The Westfield community is committed to continuing Dr. Nelson’s legacy. In a press conference on Tuesday, Superintendent Margaret Dolan said, “We will set high standards for ourselves as Derrick set for himself and, as Dr. Nelson has done, we will think a little bit less about ourselves and much more of the others who are around us.”

Beloved by all who knew him, Dr. Nelson’s genuine heart and selfless nature shined through all of his actions. RIS English Teacher Carine Helwig summed up his character beautifully with these words: “A man of service, a man of sacrifice, a man who would always put the needs of others before his own. That’s Derrick Nelson.”

Among all the titles he carried, Dr. Nelson showed us what it means to be a hero in every capacity. He created a new definition for hero, and inspires us to do the same.



Brother

Manhood. Scholarship. Perseverance. Uplift. These four words embody the mission of the remarkable group of people who call Dr. Nelson a brother. His fraternity, Omega Psi Phi, played an important role throughout Dr. Nelson’s life.Omega Psi Phi honors and celebrates African Americans who are local and international leaders.

In 1996, at Delaware State University, Omega Psi Phi held a Charles Richard Drew blood drive. This blood drive was created in honor of Dr. Charles Richard Drew, an African-American scientist who discovered the method for long-term storage of blood plasma and organized America’s first large-scale blood bank. It was in that 1996 blood drive that Dr. Nelson donated his blood, spurring his decision to donate stem cells this year;  23 years later, he will be remembered for giving without hesitation.

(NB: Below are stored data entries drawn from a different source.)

use std::future::Future;
use std::sync::Arc;

use tokio::sync::Semaphore;
use tokio::time::timeout;
use tracing::debug;
use tracing::warn;

use crate::metrics::WRITES_TOTAL;
use crate::utils::async_task::task_with_timeout_and_exponential_backoff;
use crate::BackoffPolicy;
use crate::CellGuard;
use crate::CellLockRegistry;
use crate::DataSource;
use crate::DispatchError;
use crate::RangeRef;
use crate::Result;
use crate::SharedRateLimiter;
use crate::SourceError;

/// Writes values back into the data source.
///
/// Every write:
/// 1. holds the cell lock of its target (taken here, or by the caller),
/// 2. occupies one slot of the write pool for its whole duration,
/// 3. waits on the data-source rate limiter before each attempt,
/// 4. retries transient failures with bounded exponential backoff.
///
/// Each attempt overwrites the whole target, so retries are idempotent.
pub struct RetryingWriter {
    source: Arc<dyn DataSource>,
    limiter: Arc<SharedRateLimiter>,
    locks: Arc<CellLockRegistry>,
    slots: Arc<Semaphore>,
    policy: BackoffPolicy,
}

impl std::fmt::Debug for RetryingWriter {
    fn fmt(
        &self,
        f: &mut std::fmt::Formatter<'_>,
    ) -> std::fmt::Result {
        f.debug_struct("RetryingWriter")
            .field("available_slots", &self.slots.available_permits())
            .field("policy", &self.policy)
            .finish()
    }
}

impl RetryingWriter {
    pub fn new(
        source: Arc<dyn DataSource>,
        limiter: Arc<SharedRateLimiter>,
        locks: Arc<CellLockRegistry>,
        write_pool_size: usize,
        policy: BackoffPolicy,
    ) -> Self {
        Self {
            source,
            limiter,
            locks,
            slots: Arc::new(Semaphore::new(write_pool_size)),
            policy,
        }
    }

    pub fn locks(&self) -> &Arc<CellLockRegistry> {
        &self.locks
    }

    /// Locks the target cell for the duration of the write
    pub async fn write(
        &self,
        range: &RangeRef,
        value: &str,
    ) -> Result<()> {
        let guard = self.locks.lock(range).await;
        self.write_held(&guard, value).await
    }

    /// Writes into the cell `guard` already holds
    pub async fn write_held(
        &self,
        guard: &CellGuard,
        value: &str,
    ) -> Result<()> {
        self.put(guard.range(), vec![vec![value.to_string()]], self.policy).await
    }

    /// Writes a block of values whose top-left corner is `range`, without
    /// cell locking. For ranges no worker writes to.
    pub async fn write_block(
        &self,
        range: &RangeRef,
        values: Vec<Vec<String>>,
        policy: BackoffPolicy,
    ) -> Result<()> {
        self.put(range, values, policy).await
    }

    /// Stops admitting new writes. Writes already holding a slot finish.
    pub fn close(&self) {
        self.slots.close();
    }

    /// Creates `sheet` when missing and empties its columns `first..=last`.
    /// Unlocked, like [`Self::write_block`].
    pub async fn reset_sheet(
        &self,
        sheet: &str,
        first: usize,
        last: usize,
        policy: BackoffPolicy,
    ) -> Result<()> {
        self.call(sheet, policy, || self.source.ensure_sheet(sheet)).await?;
        self.call(sheet, policy, || self.source.clear_columns(sheet, first, last))
            .await?;
        debug!(sheet, "sheet reset");
        Ok(())
    }

    async fn put(
        &self,
        range: &RangeRef,
        values: Vec<Vec<String>>,
        policy: BackoffPolicy,
    ) -> Result<()> {
        let label = range.to_string();
        match self
            .call(&label, policy, || self.source.update_range(range, values.clone()))
            .await
        {
            Ok(()) => {
                WRITES_TOTAL.with_label_values(&["ok"]).inc();
                debug!(range = %label, "write completed");
                Ok(())
            }
            Err(e) => {
                WRITES_TOTAL.with_label_values(&["failed"]).inc();
                warn!(range = %label, "write failed: {}", e);
                Err(e)
            }
        }
    }

    /// One data-source mutation under a write slot, the rate limiter and the
    /// retry policy
    async fn call<F, Fut>(
        &self,
        label: &str,
        policy: BackoffPolicy,
        op: F,
    ) -> Result<()>
    where
        F: Fn() -> Fut,
        Fut: Future<Output = Result<()>>,
    {
        let _slot = self
            .slots
            .acquire()
            .await
            .map_err(|_| DispatchError::ShuttingDown)?;

        // limiter waits carry their own deadline; call_timeout bounds the call alone
        let call_timeout = policy.timeout();
        let attempt_policy = BackoffPolicy {
            timeout_ms: policy
                .timeout_ms
                .saturating_add(self.limiter.max_wait().as_millis() as u64),
            ..policy
        };

        let op = &op;
        let task = || async move {
            self.limiter.wait().await?;
            match timeout(call_timeout, op()).await {
                Ok(result) => result,
                Err(_) => Err(SourceError::Timeout(call_timeout).into()),
            }
        };
        task_with_timeout_and_exponential_backoff(label, task, attempt_policy).await
    }
}
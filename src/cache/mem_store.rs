use async_trait::async_trait;
use dashmap::mapref::entry::Entry;
use dashmap::DashMap;

use super::CacheStore;
use crate::Result;

/// Volatile store. Baselines are lost on restart, so every cell is seen as
/// new again after a restart.
#[derive(Debug, Default)]
pub struct MemCacheStore {
    values: DashMap<String, String>,
}

impl MemCacheStore {
    pub fn new() -> Self {
        Self::default()
    }

    pub fn len(&self) -> usize {
        self.values.len()
    }

    pub fn is_empty(&self) -> bool {
        self.values.is_empty()
    }
}

#[async_trait]
impl CacheStore for MemCacheStore {
    async fn get(
        &self,
        key: &str,
    ) -> Result<Option<String>> {
        Ok(self.values.get(key).map(|v| v.value().clone()))
    }

    async fn set(
        &self,
        key: &str,
        value: &str,
    ) -> Result<()> {
        self.values.insert(key.to_string(), value.to_string());
        Ok(())
    }

    async fn set_if_absent(
        &self,
        key: &str,
        value: &str,
    ) -> Result<bool> {
        match self.values.entry(key.to_string()) {
            Entry::Occupied(_) => Ok(false),
            Entry::Vacant(slot) => {
                slot.insert(value.to_string());
                Ok(true)
            }
        }
    }

    async fn flush(&self) -> Result<()> {
        Ok(())
    }
}
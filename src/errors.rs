//! Crosstab Error Hierarchy
//!
//! Errors are grouped by the external collaborator that produced them. The
//! poll loop and the worker tasks only need one question answered about any of
//! them: is it worth retrying? See [`Error::is_transient`].

use std::time::Duration;

use config::ConfigError;
use tokio::task::JoinError;

#[doc(hidden)]
pub type Result<T> = std::result::Result<T, Error>;

#[derive(Debug, thiserror::Error)]
pub enum Error {
    /// Configuration loading or validation failures
    #[error(transparent)]
    Config(#[from] ConfigError),

    /// Spreadsheet read/write failures
    #[error(transparent)]
    Source(#[from] SourceError),

    /// Completion service failures
    #[error(transparent)]
    Completion(#[from] CompletionError),

    /// Baseline cache failures
    #[error(transparent)]
    Cache(#[from] CacheError),

    /// Worker pool and task lifecycle failures
    #[error(transparent)]
    Dispatch(#[from] DispatchError),

    /// Unrecoverable failures requiring process termination
    #[error("Fatal error: {0}")]
    Fatal(String),
}

#[derive(Debug, thiserror::Error)]
pub enum SourceError {
    /// Non-success HTTP status returned by the spreadsheet API
    #[error("Data source returned HTTP {status}: {body}")]
    Http { status: u16, body: String },

    /// Transport level failure (connect, TLS, body decode)
    #[error("Data source request failed: {0}")]
    Request(#[from] reqwest::Error),

    /// Request did not complete within the per-attempt deadline
    #[error("Data source call timed out after {0:?}")]
    Timeout(Duration),

    /// A1 range that cannot be parsed or addressed
    #[error("Malformed range reference: {0}")]
    MalformedRange(String),

    /// Response body did not have the expected shape
    #[error("Unexpected response shape: {0}")]
    UnexpectedResponse(String),

    /// Bounded retry gave up
    #[error("Write to {range} failed after {attempts} attempts: {last_error}")]
    RetryExhausted {
        range: String,
        attempts: usize,
        last_error: String,
    },

    /// Token bucket did not yield a token before the hard deadline
    #[error("Rate limiter wait exceeded {0:?}")]
    RateLimitTimeout(Duration),
}

#[derive(Debug, thiserror::Error)]
pub enum CompletionError {
    /// Non-success HTTP status returned by the completion API
    #[error("Completion service returned HTTP {status}: {body}")]
    Http { status: u16, body: String },

    #[error("Completion request failed: {0}")]
    Request(#[from] reqwest::Error),

    #[error("Completion request timed out after {0:?}")]
    Timeout(Duration),

    /// Response contained no choices
    #[error("Completion response contained no choices")]
    EmptyResponse,

    #[error("Rate limiter wait exceeded {0:?}")]
    RateLimitTimeout(Duration),
}

#[derive(Debug, thiserror::Error)]
pub enum CacheError {
    /// Embedded database errors
    #[error(transparent)]
    Sled(#[from] sled::Error),

    /// Stored bytes are not valid UTF-8
    #[error("Cached value for {key} is not valid UTF-8")]
    Corrupted { key: String },

    /// Any other backend failure
    #[error("Cache backend error: {0}")]
    Backend(String),
}

#[derive(Debug, thiserror::Error)]
pub enum DispatchError {
    /// Submission after shutdown was requested
    #[error("Dispatcher is shutting down")]
    ShuttingDown,

    /// Worker tasks did not finish within the drain deadline
    #[error("{0} worker(s) still running after drain timeout of {1:?}")]
    DrainTimeout(usize, Duration),

    #[error("Background task failed: {0}")]
    TaskFailed(#[from] JoinError),
}

impl Error {
    /// Whether retrying the same call may succeed.
    ///
    /// Timeouts, throttling (HTTP 429), server errors (5xx) and transport
    /// failures are transient. Everything else is permanent.
    pub fn is_transient(&self) -> bool {
        match self {
            Error::Source(e) => e.is_transient(),
            Error::Completion(e) => e.is_transient(),
            Error::Cache(CacheError::Sled(sled::Error::Io(_))) => true,
            _ => false,
        }
    }
}

impl SourceError {
    pub fn is_transient(&self) -> bool {
        match self {
            SourceError::Http { status, .. } => is_transient_status(*status),
            SourceError::Request(e) => !e.is_builder() && !e.is_decode(),
            SourceError::Timeout(_) => true,
            SourceError::RateLimitTimeout(_) => true,
            SourceError::MalformedRange(_)
            | SourceError::UnexpectedResponse(_)
            | SourceError::RetryExhausted { .. } => false,
        }
    }
}

impl CompletionError {
    pub fn is_transient(&self) -> bool {
        match self {
            CompletionError::Http { status, .. } => is_transient_status(*status),
            CompletionError::Request(e) => !e.is_builder() && !e.is_decode(),
            CompletionError::Timeout(_) | CompletionError::RateLimitTimeout(_) => true,
            CompletionError::EmptyResponse => false,
        }
    }
}

pub(crate) fn is_transient_status(status: u16) -> bool {
    status == 429 || status == 408 || (500..600).contains(&status)
}

#[cfg(test)]
mod tests {
    use super::*;

    #[test]
    fn test_http_status_classification() {
        assert!(is_transient_status(429));
        assert!(is_transient_status(503));
        assert!(is_transient_status(408));
        assert!(!is_transient_status(400));
        assert!(!is_transient_status(403));
        assert!(!is_transient_status(404));
    }

    #[test]
    fn test_error_is_transient() {
        let e: Error = SourceError::Http {
            status: 500,
            body: "backend".into(),
        }
        .into();
        assert!(e.is_transient());

        let e: Error = SourceError::MalformedRange("!!".into()).into();
        assert!(!e.is_transient());

        let e: Error = CompletionError::EmptyResponse.into();
        assert!(!e.is_transient());

        let e: Error = DispatchError::ShuttingDown.into();
        assert!(!e.is_transient());

        let e = Error::Fatal("boom".into());
        assert!(!e.is_transient());
    }
}
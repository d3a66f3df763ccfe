use std::time::Duration;

use async_trait::async_trait;
use serde::Deserialize;
use serde::Serialize;
use tracing::debug;

use super::CompletionRequest;
use super::CompletionService;
use crate::CompletionConfig;
use crate::CompletionError;
use crate::Result;

#[derive(Debug, Serialize)]
struct ChatMessage<'a> {
    role: &'static str,
    content: &'a str,
}

#[derive(Debug, Serialize)]
struct ChatRequest<'a> {
    model: &'a str,
    messages: [ChatMessage<'a>; 2],
    temperature: f32,
    max_tokens: u32,
}

#[derive(Debug, Deserialize)]
struct ChatResponse {
    #[serde(default)]
    choices: Vec<ChatChoice>,
}

#[derive(Debug, Deserialize)]
struct ChatChoice {
    message: ChatChoiceMessage,
}

#[derive(Debug, Deserialize)]
struct ChatChoiceMessage {
    #[serde(default)]
    content: Option<String>,
}

/// OpenAI-compatible chat completions client
#[derive(Clone)]
pub struct OpenAiClient {
    client: reqwest::Client,
    endpoint: String,
    api_key: String,
    model: String,
    request_timeout: Duration,
}

impl std::fmt::Debug for OpenAiClient {
    fn fmt(
        &self,
        f: &mut std::fmt::Formatter<'_>,
    ) -> std::fmt::Result {
        f.debug_struct("OpenAiClient")
            .field("endpoint", &self.endpoint)
            .field("model", &self.model)
            .finish()
    }
}

impl OpenAiClient {
    pub fn new(config: &CompletionConfig) -> Result<Self> {
        let client = reqwest::Client::builder()
            .timeout(config.request_timeout())
            .build()
            .map_err(CompletionError::Request)?;

        Ok(Self {
            client,
            endpoint: format!("{}/chat/completions", config.base_url.trim_end_matches('/')),
            api_key: config.api_key.clone(),
            model: config.model.clone(),
            request_timeout: config.request_timeout(),
        })
    }
}

#[async_trait]
impl CompletionService for OpenAiClient {
    async fn complete(
        &self,
        request: CompletionRequest,
    ) -> Result<String> {
        let body = ChatRequest {
            model: &self.model,
            messages: [
                ChatMessage {
                    role: "system",
                    content: &request.system_message,
                },
                ChatMessage {
                    role: "user",
                    content: &request.user_message,
                },
            ],
            temperature: request.temperature,
            max_tokens: request.max_tokens,
        };

        let response = self
            .client
            .post(&self.endpoint)
            .bearer_auth(&self.api_key)
            .json(&body)
            .send()
            .await
            .map_err(|e| {
                if e.is_timeout() {
                    CompletionError::Timeout(self.request_timeout)
                } else {
                    CompletionError::Request(e)
                }
            })?;

        let status = response.status();
        if !status.is_success() {
            let body = response.text().await.unwrap_or_default();
            return Err(CompletionError::Http {
                status: status.as_u16(),
                body,
            }
            .into());
        }

        let parsed: ChatResponse = response.json().await.map_err(CompletionError::Request)?;
        let content = parsed
            .choices
            .into_iter()
            .next()
            .and_then(|c| c.message.content)
            .ok_or(CompletionError::EmptyResponse)?;

        debug!(chars = content.len(), "completion received");
        Ok(content)
    }
}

Nelson Render, an Omega Psi Phi fraternity brother, remembers Dr. Nelson’s kindness. He said, “[Dr. Nelson] was a brother, he was a leader, he would be the first person to donate his time and do things for his fraternity, even to the point where he was doing random acts of kindness.” Dr. Nelson was known to send gifts completely unannounced, simply out of the kindness of his heart.

Nelson Render continued to say, “He was just a gem of a person who everyone in the fraternity could count on, and we’re going to miss him so much because of his leadership, his love and his inspirational acts.”

The fraternity’s name was derived from the Greek phrase meaning “friendship is essential to the soul.” It is no wonder that Dr. Nelson would be a part of such a caring, giving and selfless fraternity.

Dr. Nelson’s legacy will live on in every aspect of his life, but in this aspect, he will forever be a brother.

From the words of Omega Psi Phi, “It is not an accident that many of America’s great black men are or were Omega Men.”



Educator

Dr. Nelson exemplified everything that an educator should be. His passion for education radiated through the difficult tasks he faced. He was known as a friendly and approachable face in the hallway, as well as a respected authority figure.

Dr. Nelson’s passion stemmed from his lifelong aspiration to be a teacher. He started his career in Plainfield, NJ and his desire to reach students on a greater scale led to his position as assistant principal in Orange, NJ for three years.

In 2010, Dr. Nelson was appointed assistant principal of RIS. Retired RIS Principal Stewart Carey explained why Dr. Nelson stood out among the other candidates: “his interest in students, his willingness to supervise appropriately and work with teachers, the toughness in him to make the hard decisions and be willing to stand up for what he felt was in the best interest of kids.”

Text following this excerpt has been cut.